(Dataset entries)
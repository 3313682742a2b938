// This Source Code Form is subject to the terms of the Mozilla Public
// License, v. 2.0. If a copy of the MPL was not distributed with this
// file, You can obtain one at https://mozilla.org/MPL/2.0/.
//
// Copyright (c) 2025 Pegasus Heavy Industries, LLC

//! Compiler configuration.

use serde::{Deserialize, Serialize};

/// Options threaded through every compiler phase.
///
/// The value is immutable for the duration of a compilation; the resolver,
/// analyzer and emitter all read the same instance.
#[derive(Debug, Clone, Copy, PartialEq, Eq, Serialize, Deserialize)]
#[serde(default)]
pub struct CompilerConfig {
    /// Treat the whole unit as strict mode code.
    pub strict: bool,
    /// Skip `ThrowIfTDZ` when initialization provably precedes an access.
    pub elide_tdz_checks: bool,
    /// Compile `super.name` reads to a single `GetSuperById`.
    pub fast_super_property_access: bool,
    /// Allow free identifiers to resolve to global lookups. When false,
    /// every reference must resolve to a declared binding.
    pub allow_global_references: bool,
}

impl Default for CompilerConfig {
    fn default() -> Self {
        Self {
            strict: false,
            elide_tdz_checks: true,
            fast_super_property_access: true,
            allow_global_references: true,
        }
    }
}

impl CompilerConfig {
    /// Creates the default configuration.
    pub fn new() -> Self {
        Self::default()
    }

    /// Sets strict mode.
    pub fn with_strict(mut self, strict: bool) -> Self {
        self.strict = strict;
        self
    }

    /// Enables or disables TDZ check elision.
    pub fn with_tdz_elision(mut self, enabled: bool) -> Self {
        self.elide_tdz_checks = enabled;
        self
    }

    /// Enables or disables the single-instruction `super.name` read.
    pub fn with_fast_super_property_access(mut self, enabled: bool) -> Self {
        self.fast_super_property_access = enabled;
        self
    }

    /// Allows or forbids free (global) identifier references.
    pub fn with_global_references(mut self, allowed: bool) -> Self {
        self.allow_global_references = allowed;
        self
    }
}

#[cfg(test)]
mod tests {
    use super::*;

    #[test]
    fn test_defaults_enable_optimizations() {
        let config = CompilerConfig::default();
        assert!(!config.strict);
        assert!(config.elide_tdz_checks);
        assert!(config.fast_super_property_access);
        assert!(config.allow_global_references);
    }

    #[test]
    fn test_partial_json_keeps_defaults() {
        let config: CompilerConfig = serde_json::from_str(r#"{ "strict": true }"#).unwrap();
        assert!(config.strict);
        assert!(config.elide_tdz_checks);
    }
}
...
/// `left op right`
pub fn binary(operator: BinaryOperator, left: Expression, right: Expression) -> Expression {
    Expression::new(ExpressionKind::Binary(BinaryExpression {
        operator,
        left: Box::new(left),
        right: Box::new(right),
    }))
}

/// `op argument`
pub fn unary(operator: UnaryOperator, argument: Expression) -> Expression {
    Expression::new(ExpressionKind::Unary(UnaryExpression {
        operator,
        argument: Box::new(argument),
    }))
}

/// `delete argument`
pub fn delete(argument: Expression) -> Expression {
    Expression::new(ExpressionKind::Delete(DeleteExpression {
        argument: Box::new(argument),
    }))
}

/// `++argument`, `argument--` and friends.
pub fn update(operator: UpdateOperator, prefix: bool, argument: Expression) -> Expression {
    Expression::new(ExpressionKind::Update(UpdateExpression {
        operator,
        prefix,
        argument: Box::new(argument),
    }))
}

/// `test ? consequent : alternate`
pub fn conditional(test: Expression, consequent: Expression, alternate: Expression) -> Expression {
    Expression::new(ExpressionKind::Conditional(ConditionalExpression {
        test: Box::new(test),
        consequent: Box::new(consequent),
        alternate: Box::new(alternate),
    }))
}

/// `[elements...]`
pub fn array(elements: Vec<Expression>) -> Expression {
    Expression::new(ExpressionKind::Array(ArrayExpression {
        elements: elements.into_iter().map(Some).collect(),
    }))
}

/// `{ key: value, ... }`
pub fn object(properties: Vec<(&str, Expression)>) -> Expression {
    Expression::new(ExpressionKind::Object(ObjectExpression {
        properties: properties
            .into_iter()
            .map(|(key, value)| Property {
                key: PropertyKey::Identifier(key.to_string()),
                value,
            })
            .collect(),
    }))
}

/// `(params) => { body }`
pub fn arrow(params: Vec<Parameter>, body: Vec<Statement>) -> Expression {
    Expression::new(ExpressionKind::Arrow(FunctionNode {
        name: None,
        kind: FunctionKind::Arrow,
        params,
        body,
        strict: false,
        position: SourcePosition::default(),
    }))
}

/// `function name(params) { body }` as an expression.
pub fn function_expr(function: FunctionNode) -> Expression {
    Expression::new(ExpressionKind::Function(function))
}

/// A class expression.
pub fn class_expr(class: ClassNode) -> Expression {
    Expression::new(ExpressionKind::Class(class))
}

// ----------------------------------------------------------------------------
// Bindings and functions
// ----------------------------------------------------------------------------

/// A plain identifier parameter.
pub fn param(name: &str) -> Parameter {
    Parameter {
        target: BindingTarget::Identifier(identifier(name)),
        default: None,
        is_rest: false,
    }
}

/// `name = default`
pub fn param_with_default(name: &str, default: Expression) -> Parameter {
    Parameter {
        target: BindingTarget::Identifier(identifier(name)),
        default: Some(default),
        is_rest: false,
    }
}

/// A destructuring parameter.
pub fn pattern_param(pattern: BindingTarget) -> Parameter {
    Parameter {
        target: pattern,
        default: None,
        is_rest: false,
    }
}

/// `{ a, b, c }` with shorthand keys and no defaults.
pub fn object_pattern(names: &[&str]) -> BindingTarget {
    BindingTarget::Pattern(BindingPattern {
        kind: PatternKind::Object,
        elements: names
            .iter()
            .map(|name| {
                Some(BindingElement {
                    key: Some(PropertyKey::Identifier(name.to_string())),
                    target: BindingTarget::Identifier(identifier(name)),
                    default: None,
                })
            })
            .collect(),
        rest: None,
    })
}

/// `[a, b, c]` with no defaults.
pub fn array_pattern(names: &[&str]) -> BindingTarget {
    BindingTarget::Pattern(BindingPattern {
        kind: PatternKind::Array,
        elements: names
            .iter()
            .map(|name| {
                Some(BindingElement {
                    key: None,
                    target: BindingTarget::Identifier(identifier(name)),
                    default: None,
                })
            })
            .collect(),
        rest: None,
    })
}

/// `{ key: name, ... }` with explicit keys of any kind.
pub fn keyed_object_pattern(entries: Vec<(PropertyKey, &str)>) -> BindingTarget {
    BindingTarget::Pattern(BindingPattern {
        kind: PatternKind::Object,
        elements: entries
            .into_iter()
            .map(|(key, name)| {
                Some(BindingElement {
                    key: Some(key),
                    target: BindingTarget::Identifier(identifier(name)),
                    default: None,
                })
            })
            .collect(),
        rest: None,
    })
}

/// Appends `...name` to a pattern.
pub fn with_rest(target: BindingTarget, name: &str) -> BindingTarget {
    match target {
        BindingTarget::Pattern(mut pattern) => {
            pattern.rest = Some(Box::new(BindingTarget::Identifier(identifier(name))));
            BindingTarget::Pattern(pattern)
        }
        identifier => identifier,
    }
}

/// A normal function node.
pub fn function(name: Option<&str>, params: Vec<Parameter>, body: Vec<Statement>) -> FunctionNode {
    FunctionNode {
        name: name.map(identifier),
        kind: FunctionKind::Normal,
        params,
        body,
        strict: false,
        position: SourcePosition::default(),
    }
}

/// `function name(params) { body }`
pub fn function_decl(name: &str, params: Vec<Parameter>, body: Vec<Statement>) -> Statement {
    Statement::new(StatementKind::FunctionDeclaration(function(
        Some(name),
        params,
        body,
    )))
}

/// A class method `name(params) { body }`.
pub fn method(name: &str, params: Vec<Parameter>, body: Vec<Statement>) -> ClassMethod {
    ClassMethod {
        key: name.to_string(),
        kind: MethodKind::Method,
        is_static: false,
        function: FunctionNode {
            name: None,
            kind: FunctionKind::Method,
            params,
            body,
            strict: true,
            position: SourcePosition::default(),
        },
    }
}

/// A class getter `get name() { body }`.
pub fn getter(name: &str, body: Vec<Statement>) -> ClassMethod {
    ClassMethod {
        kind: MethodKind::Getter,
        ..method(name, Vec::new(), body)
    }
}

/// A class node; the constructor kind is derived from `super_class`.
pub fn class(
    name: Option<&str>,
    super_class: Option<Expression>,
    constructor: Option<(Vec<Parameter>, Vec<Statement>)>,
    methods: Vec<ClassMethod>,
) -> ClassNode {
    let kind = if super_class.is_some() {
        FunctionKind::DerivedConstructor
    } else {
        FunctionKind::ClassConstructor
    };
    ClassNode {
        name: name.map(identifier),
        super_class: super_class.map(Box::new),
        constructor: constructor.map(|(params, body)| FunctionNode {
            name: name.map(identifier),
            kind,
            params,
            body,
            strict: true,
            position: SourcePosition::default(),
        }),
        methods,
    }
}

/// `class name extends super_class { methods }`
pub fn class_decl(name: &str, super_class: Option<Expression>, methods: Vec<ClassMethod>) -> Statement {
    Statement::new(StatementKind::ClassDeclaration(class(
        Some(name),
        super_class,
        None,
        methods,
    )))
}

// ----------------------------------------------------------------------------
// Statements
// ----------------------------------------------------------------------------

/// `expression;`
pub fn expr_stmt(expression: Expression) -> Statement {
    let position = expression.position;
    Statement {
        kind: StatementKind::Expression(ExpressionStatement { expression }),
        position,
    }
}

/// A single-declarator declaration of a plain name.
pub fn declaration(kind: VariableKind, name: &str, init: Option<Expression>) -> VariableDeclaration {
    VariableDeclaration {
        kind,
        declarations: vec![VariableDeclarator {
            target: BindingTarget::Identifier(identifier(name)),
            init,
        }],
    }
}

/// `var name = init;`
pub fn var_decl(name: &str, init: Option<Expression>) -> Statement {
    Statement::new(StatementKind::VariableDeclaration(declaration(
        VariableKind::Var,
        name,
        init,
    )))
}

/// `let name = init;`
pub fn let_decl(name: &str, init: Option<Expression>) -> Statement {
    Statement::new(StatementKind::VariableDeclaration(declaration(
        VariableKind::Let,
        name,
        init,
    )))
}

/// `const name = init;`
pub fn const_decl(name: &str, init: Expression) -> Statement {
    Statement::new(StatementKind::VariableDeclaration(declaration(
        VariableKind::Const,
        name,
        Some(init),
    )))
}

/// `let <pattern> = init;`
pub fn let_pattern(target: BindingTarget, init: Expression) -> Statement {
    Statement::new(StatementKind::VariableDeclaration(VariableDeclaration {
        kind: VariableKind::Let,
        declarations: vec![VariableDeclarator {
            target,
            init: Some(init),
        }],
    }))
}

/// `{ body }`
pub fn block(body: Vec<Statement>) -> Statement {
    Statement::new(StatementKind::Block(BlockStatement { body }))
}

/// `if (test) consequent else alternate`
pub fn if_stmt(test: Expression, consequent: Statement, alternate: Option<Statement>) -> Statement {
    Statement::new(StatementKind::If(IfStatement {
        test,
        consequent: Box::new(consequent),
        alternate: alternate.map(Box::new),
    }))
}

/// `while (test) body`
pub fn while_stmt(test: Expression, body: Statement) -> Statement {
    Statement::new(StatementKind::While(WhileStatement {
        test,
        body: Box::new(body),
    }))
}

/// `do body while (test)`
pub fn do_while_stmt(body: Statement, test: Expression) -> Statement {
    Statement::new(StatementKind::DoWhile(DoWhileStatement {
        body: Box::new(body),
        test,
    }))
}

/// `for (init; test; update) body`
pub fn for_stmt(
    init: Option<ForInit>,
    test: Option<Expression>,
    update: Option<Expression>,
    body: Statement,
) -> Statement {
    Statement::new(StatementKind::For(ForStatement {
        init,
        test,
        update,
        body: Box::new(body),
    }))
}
---
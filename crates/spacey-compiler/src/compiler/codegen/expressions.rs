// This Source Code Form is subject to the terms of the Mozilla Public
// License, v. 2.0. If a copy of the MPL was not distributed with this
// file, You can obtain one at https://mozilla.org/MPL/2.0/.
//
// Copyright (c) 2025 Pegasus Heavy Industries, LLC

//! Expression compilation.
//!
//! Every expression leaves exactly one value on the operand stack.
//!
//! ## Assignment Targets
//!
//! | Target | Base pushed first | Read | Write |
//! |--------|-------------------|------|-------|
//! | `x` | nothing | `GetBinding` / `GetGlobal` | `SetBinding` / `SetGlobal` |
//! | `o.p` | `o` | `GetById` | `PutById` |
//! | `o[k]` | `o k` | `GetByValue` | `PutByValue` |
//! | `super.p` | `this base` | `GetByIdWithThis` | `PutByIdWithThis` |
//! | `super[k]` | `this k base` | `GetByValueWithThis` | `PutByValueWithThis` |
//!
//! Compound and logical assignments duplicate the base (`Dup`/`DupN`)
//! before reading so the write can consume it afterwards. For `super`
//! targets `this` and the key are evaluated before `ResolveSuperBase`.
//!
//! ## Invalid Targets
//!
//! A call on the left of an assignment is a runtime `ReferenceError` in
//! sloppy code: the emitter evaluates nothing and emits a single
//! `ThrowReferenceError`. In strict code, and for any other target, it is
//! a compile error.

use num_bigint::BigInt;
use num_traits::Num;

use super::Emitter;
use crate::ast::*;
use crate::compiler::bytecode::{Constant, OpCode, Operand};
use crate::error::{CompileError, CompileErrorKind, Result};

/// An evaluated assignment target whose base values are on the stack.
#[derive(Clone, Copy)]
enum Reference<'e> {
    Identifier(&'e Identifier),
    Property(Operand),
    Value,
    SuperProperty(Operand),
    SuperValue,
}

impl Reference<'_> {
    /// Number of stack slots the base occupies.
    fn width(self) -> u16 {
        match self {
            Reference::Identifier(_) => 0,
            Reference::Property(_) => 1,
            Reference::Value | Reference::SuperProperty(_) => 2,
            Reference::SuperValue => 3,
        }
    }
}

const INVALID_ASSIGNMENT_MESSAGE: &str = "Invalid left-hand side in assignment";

» TASK DESCRIPTION
Above are the records; from them, give again exactly the lines from the one containing "pub fn var_decl(name: &str, init: Option<Expression>)" through the one containing "pub fn do_while_stmt(body: Statement, test: Expression)", both included.

» ANSWER TO THIS PROBLEM
pub fn var_decl(name: &str, init: Option<Expression>) -> Statement {
    Statement::new(StatementKind::VariableDeclaration(declaration(
        VariableKind::Var,
        name,
        init,
    )))
}

/// `let name = init;`
pub fn let_decl(name: &str, init: Option<Expression>) -> Statement {
    Statement::new(StatementKind::VariableDeclaration(declaration(
        VariableKind::Let,
        name,
        init,
    )))
}

/// `const name = init;`
pub fn const_decl(name: &str, init: Expression) -> Statement {
    Statement::new(StatementKind::VariableDeclaration(declaration(
        VariableKind::Const,
        name,
        Some(init),
    )))
}

/// `let <pattern> = init;`
pub fn let_pattern(target: BindingTarget, init: Expression) -> Statement {
    Statement::new(StatementKind::VariableDeclaration(VariableDeclaration {
        kind: VariableKind::Let,
        declarations: vec![VariableDeclarator {
            target,
            init: Some(init),
        }],
    }))
}

/// `{ body }`
pub fn block(body: Vec<Statement>) -> Statement {
    Statement::new(StatementKind::Block(BlockStatement { body }))
}

/// `if (test) consequent else alternate`
pub fn if_stmt(test: Expression, consequent: Statement, alternate: Option<Statement>) -> Statement {
    Statement::new(StatementKind::If(IfStatement {
        test,
        consequent: Box::new(consequent),
        alternate: alternate.map(Box::new),
    }))
}

/// `while (test) body`
pub fn while_stmt(test: Expression, body: Statement) -> Statement {
    Statement::new(StatementKind::While(WhileStatement {
        test,
        body: Box::new(body),
    }))
}

/// `do body while (test)`
pub fn do_while_stmt(body: Statement, test: Expression) -> Statement {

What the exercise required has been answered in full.